(Dataset entries)
━━━━━━━━━━
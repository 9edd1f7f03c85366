//! Error types shared by the gateway client, the stores and the proxy manager

use std::fmt;
use thiserror::Error;

/// The sub-step of a manager operation that failed
#[derive(Debug, Clone, Copy, PartialEq, Eq)]
pub enum Step {
    LoadMetadata,
    PersistMetadata,
    BuildRoute,
    AllocateServerName,
    ResolveServerName,
    ApplyToGateway,
}

impl fmt::Display for Step {
    fn fmt(&self, f: &mut fmt::Formatter<'_>) -> fmt::Result {
        let name = match self {
            Step::LoadMetadata => "load metadata",
            Step::PersistMetadata => "persist metadata",
            Step::BuildRoute => "build route",
            Step::AllocateServerName => "allocate server name",
            Step::ResolveServerName => "resolve server name",
            Step::ApplyToGateway => "apply to gateway",
        };
        f.write_str(name)
    }
}

#[derive(Debug, Error)]
pub enum Error {
    /// The gateway could not be reached, or the request could not be built
    #[error("transport error: {0}")]
    Transport(String),

    /// The gateway answered with a status >= 400
    #[error("gateway error {status}: {body}")]
    Gateway { status: u16, body: String },

    /// A record or gateway object does not exist
    #[error("not found: {0}")]
    NotFound(String),

    /// A gateway route could not be turned back into a proxy record
    #[error("conversion error: {0}")]
    Conversion(String),

    #[error("validation error: {0}")]
    Validation(String),

    #[error("IO error: {0}")]
    Io(#[from] std::io::Error),

    #[error("JSON error: {0}")]
    Json(#[from] serde_json::Error),

    /// A manager operation failed at `step`
    #[error("{step}: {source}")]
    Step {
        step: Step,
        #[source]
        source: Box<Error>,
    },
}

impl Error {
    /// True when the underlying failure is a missing record or object
    pub fn is_not_found(&self) -> bool {
        match self.root() {
            Error::NotFound(_) => true,
            Error::Gateway { status, .. } => *status == 404,
            _ => false,
        }
    }

    /// The innermost error, with all step wrapping removed
    pub fn root(&self) -> &Error {
        match self {
            Error::Step { source, .. } => source.root(),
            other => other,
        }
    }

    /// The outermost step this error was tagged with, if any
    pub fn step(&self) -> Option<Step> {
        match self {
            Error::Step { step, .. } => Some(*step),
            _ => None,
        }
    }
}

pub type Result<T> = std::result::Result<T, Error>;

/// Tags a failure with the manager step it happened in
pub trait StepExt<T> {
    fn step(self, step: Step) -> Result<T>;
}

impl<T> StepExt<T> for Result<T> {
    fn step(self, step: Step) -> Result<T> {
        self.map_err(|source| Error::Step {
            step,
            source: Box::new(source),
        })
    }
}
━━━━━━━━━━
Wherever a line holds the word "object", copy that line out of the entries above.

(The completed task)
    /// A record or gateway object does not exist
    /// True when the underlying failure is a missing record or object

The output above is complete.